The San Diego metropolitan area covers the entirety of San Diego County, and it's the second-most populated area in California. Located at the edge of Southern California, this region is filled with several large and mid-sized metropolises, and six of them have more than 100,000 people. San Diego is definitely the biggest city in San Diego County, but Chula Vista, Escondido, El Cajon and Vista are all vibrant cities that are equally lovely. Most known for its sandy beaches and year-round perfect weather, this is a place where you can spend much of your time basking in the sunshine.
Living In and Around the San Diego Area
San Diego Lives Up to It's Nickname as America's Finest City
Thinking about moving to San Diego? Here is all the information you need to help you decide which city and neighborhood in San Diego best fits your lifestyle.
Population 3.3 million
Average Sunny Days 267
Average Temperature January Low is 43 degrees - July High is 82 degrees
Living in the San Diego Metro Area
San Diego is one of America's hottest vacation destinations, so you have the advantage of living in a place where most people go to get away. Since the weather's so consistently nice, many of San Diego's residents maintain a healthy and active lifestyle. It's easy to stay healthy when you can spend your free time windsurfing, wakeboarding or jet skiing. When you're moving to a city that's within miles of the beach, you'll find it easy to hang out at the shore almost every day of the week. Besides, if you'd ever prefer a change of scenery, the desert, the mountains and LA are just a few hours' drive away.

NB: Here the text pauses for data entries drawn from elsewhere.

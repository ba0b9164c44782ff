//! Chunked-HTTP streaming transport.
//!
//! Opens the streaming chat request and exposes the raw byte stream; the
//! orchestrator owns the decode loop.

use std::pin::Pin;

use bytes::Bytes;
use futures_util::Stream;
use serde::Serialize;

use flowlink_core::error::{FlowlinkError, Result};

/// Raw response body as it arrives off the wire.
pub type ByteStream = Pin<Box<dyn Stream<Item = std::result::Result<Bytes, reqwest::Error>> + Send>>;

#[derive(Debug, Serialize)]
struct StreamRequest<'a> {
    message: &'a str,
    conversation_id: &'a str,
}

/// Opens `POST <http_url>/api/chat/stream` requests.
#[derive(Clone)]
pub struct HttpStreamer {
    client: reqwest::Client,
    base_url: String,
}

impl HttpStreamer {
    pub fn new(client: reqwest::Client, base_url: impl Into<String>) -> Self {
        let mut base_url = base_url.into();
        while base_url.ends_with('/') {
            base_url.pop();
        }
        Self { client, base_url }
    }

    /// Issue the streaming request and hand back the body stream.
    pub async fn open(&self, conversation_id: &str, message: &str) -> Result<ByteStream> {
        let url = format!("{}/api/chat/stream", self.base_url);
        let resp = self
            .client
            .post(&url)
            .json(&StreamRequest {
                message,
                conversation_id,
            })
            .send()
            .await
            .map_err(|e| FlowlinkError::ConnectFailed(format!("stream request failed: {e}")))?;

        let resp = resp
            .error_for_status()
            .map_err(|e| FlowlinkError::Stream(format!("stream request rejected: {e}")))?;

        Ok(Box::pin(resp.bytes_stream()))
    }
}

San Diego Metro Culture and Demographics
Named after famous Franciscan, San Diego de Alcala de Henares, San Diego was part of Mexico less than 200 years ago. Nowadays, San Diego can be found in the southernmost part of California, but it's still within miles of the Mexican border. This city is heavily influenced by both American and Mexican culture, which is why you'll find the best tacos and burritos north of the border here. But if you're moving to San Diego, Mexican isn't the only type of cuisine that you'll have access to. You can also find amazing Vietnamese, Greek, Italian, Spanish, French, Filipino, Indian, Middle Eastern and Pacific Islander food, depending on which part of the city you're living in.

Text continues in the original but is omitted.